=== Begin Enclosure ===

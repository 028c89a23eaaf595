use log::info;

use crate::action::Action;
use crate::config::{CompilerBuilder, CompilerConfig};
use crate::error::CompileError;
use crate::layout::LayoutPlan;
use crate::schedule::{PipelineScheduler, ScheduleOutput};
use crate::table::{self, BankTable, CompiledTables};

/// A validated configuration, ready to compile.
///
/// All configuration errors surface from [`Compiler::new`], so a compiler that
/// exists only fails on invariant violations (and I/O, when writing).
#[derive(Debug, Clone)]
pub struct Compiler {
    config: CompilerConfig,
    layout: LayoutPlan,
}

impl Compiler {
    pub fn builder() -> CompilerBuilder {
        CompilerBuilder::default()
    }

    pub fn new(config: CompilerConfig) -> Result<Self, CompileError> {
        config.validate()?;
        let layout = LayoutPlan::new(&config.captions)?;
        for literal in layout.cells() {
            config.encoding.check_address(literal.cell.address())?;
        }
        Ok(Self { config, layout })
    }

    pub fn config(&self) -> &CompilerConfig {
        &self.config
    }

    pub fn layout(&self) -> &LayoutPlan {
        &self.layout
    }

    /// Runs the pipeline scheduler alone: one action per scheduled slot.
    pub fn schedule(&self) -> Result<ScheduleOutput, CompileError> {
        PipelineScheduler::new(&self.config, &self.layout).run()
    }

    /// The merged, slot-ordered action sequence, idle slots removed.
    pub fn actions(&self) -> Result<Vec<Action>, CompileError> {
        let scheduled = self.schedule()?;
        Ok(table::merge(scheduled.actions, &self.layout, &self.config))
    }

    pub fn compile(&self) -> Result<CompiledTables, CompileError> {
        let scheduled = self.schedule()?;
        let final_address = scheduled.final_address;
        let actions = table::merge(scheduled.actions, &self.layout, &self.config);

        let banks = BankTable::split(&actions, self.config.bank_count(), self.config.first_index);
        if let Some(depth) = self.config.encoding.rom_depth {
            for table in &banks {
                // bank 0 also holds the reserved leading entries
                let entries = table.rows.last().map_or(0, |r| r.index + 1);
                if entries > depth {
                    return Err(CompileError::TableOverflow { bank: table.bank, entries, depth });
                }
            }
        }

        let tables = CompiledTables {
            banks,
            encoding: self.config.encoding.clone(),
            final_address,
        };
        info!(
            "compiled {} rows into {} entries across {} bank(s)",
            self.config.row_count,
            tables.entry_count(),
            tables.banks.len()
        );
        Ok(tables)
    }
}
//! Layout planner: expands fixed captions into literal cell writes.

use std::collections::BTreeMap;

use log::debug;
use serde::{Deserialize, Serialize};

use crate::error::CompileError;
use crate::grid::{GRID_COLUMNS, ScreenCell};

/// Fixed text anchored at a screen cell, written left to right.
#[derive(Debug, Clone, PartialEq, Eq, Serialize, Deserialize)]
pub struct Caption {
    pub text: String,
    #[serde(flatten)]
    pub anchor: ScreenCell,
}

impl Caption {
    pub fn new(text: impl Into<String>, anchor: ScreenCell) -> Self {
        Self { text: text.into(), anchor }
    }
}

/// One character of a caption.
#[derive(Debug, Clone, Copy, PartialEq, Eq)]
pub struct LiteralCell {
    pub cell: ScreenCell,
    pub byte: u8,
}

/// Every literal cell of a layout, in caption order.
#[derive(Debug, Clone, Default)]
pub struct LayoutPlan {
    cells: Vec<LiteralCell>,
    occupied: BTreeMap<ScreenCell, u8>,
}

impl LayoutPlan {
    /// Expands `captions`. Fails before producing anything if a caption leaves
    /// the grid, is not ASCII, or overlaps an earlier caption.
    pub fn new(captions: &[Caption]) -> Result<Self, CompileError> {
        let mut plan = Self::default();

        for caption in captions {
            let Caption { text, anchor } = caption;

            if let Some(ch) = text.chars().find(|c| !c.is_ascii()) {
                return Err(CompileError::NonAsciiCaption { text: text.clone(), ch });
            }

            let end = anchor.col as usize + text.len();
            if anchor.col >= GRID_COLUMNS || end > GRID_COLUMNS as usize {
                return Err(CompileError::CaptionOverflow {
                    text: text.clone(),
                    row: anchor.row,
                    col: anchor.col,
                });
            }

            for (i, byte) in text.bytes().enumerate() {
                let cell = ScreenCell { row: anchor.row, col: anchor.col + i as u16 };
                if plan.occupied.insert(cell, byte).is_some() {
                    return Err(CompileError::CaptionOverlap { row: cell.row, col: cell.col });
                }
                plan.cells.push(LiteralCell { cell, byte });
            }

            debug!("caption {:?} at {} ({} cells)", text, anchor, text.len());
        }

        Ok(plan)
    }

    pub fn cells(&self) -> &[LiteralCell] {
        &self.cells
    }

    pub fn is_occupied(&self, cell: ScreenCell) -> bool {
        self.occupied.contains_key(&cell)
    }

    pub fn len(&self) -> usize {
        self.cells.len()
    }

    pub fn is_empty(&self) -> bool {
        self.cells.is_empty()
    }
}

#[cfg(test)]
mod tests {
    use super::*;

    fn caption(text: &str, row: u16, col: u16) -> Caption {
        Caption::new(text, ScreenCell { row, col })
    }

    #[test]
    fn expands_left_to_right_from_anchor() {
        let plan = LayoutPlan::new(&[caption("PC:", 3, 10)]).unwrap();
        let cells = plan.cells();
        assert_eq!(cells.len(), 3);
        assert_eq!(cells[0], LiteralCell { cell: ScreenCell { row: 3, col: 10 }, byte: b'P' });
        assert_eq!(cells[1].cell.col, 11);
        assert_eq!(cells[2], LiteralCell { cell: ScreenCell { row: 3, col: 12 }, byte: b':' });
    }

    #[test]
    fn keeps_caption_order() {
        let plan = LayoutPlan::new(&[caption("B", 5, 0), caption("A", 1, 0)]).unwrap();
        let bytes: Vec<u8> = plan.cells().iter().map(|c| c.byte).collect();
        assert_eq!(bytes, b"BA");
    }

    #[test]
    fn caption_may_end_on_last_column() {
        let plan = LayoutPlan::new(&[caption("XY", 0, 58)]).unwrap();
        assert!(plan.is_occupied(ScreenCell { row: 0, col: 59 }));
    }

    #[test]
    fn caption_past_last_column_fails() {
        let err = LayoutPlan::new(&[caption("XYZ", 0, 58)]).unwrap_err();
        assert!(matches!(err, CompileError::CaptionOverflow { row: 0, col: 58, .. }));
    }

    #[test]
    fn anchor_off_grid_fails() {
        let err = LayoutPlan::new(&[caption("", 0, 61)]).unwrap_err();
        assert!(matches!(err, CompileError::CaptionOverflow { .. }));
    }

    #[test]
    fn overlapping_captions_fail() {
        let err = LayoutPlan::new(&[caption("ABCD", 2, 0), caption("Z", 2, 3)]).unwrap_err();
        assert!(matches!(err, CompileError::CaptionOverlap { row: 2, col: 3 }));
    }

    #[test]
    fn non_ascii_fails() {
        let err = LayoutPlan::new(&[caption("µP", 0, 0)]).unwrap_err();
        assert!(matches!(err, CompileError::NonAsciiCaption { ch: 'µ', .. }));
    }
}
//! Table generators for the CPU info display.
//!
//! The info screen is painted by a small state machine that walks a lookup
//! table, one entry per clock: request a memory byte, paint a hex nibble of the
//! byte it got back, or paint a caption character. This crate compiles that
//! table from a [`CompilerConfig`]:
//! - [`layout`] expands captions into literal cell writes
//! - [`schedule`] lays out the read/paint pipeline slot by slot
//! - [`table`] merges both and serializes one entry per action, per bank
//!
//! It also carries the two small converters the same build needs: [`ihex`]
//! (boot program ROM) and [`font`] (character ROM).

pub mod action;
pub mod compiler;
pub mod config;
pub mod error;
pub mod font;
pub mod grid;
pub mod ihex;
pub mod layout;
pub mod schedule;
pub mod table;

pub use action::{Action, ActionKind, DataSource, Nibble, Paint};
pub use compiler::Compiler;
pub use config::{CompilerBuilder, CompilerConfig, Encoding, RowPattern};
pub use error::{CompileError, HexError};
pub use grid::{GRID_COLUMNS, ScreenCell};
pub use layout::{Caption, LayoutPlan};
pub use table::{BankTable, CompiledTables, TableFormat, TableRow, ValueType};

=== End Enclosure ===

*Task goal*
Would you please filter the lines above and copy every one that includes "NonAsciiCaption"?

*Exercise result*
                return Err(CompileError::NonAsciiCaption { text: text.clone(), ch });
        assert!(matches!(err, CompileError::NonAsciiCaption { ch: 'µ', .. }));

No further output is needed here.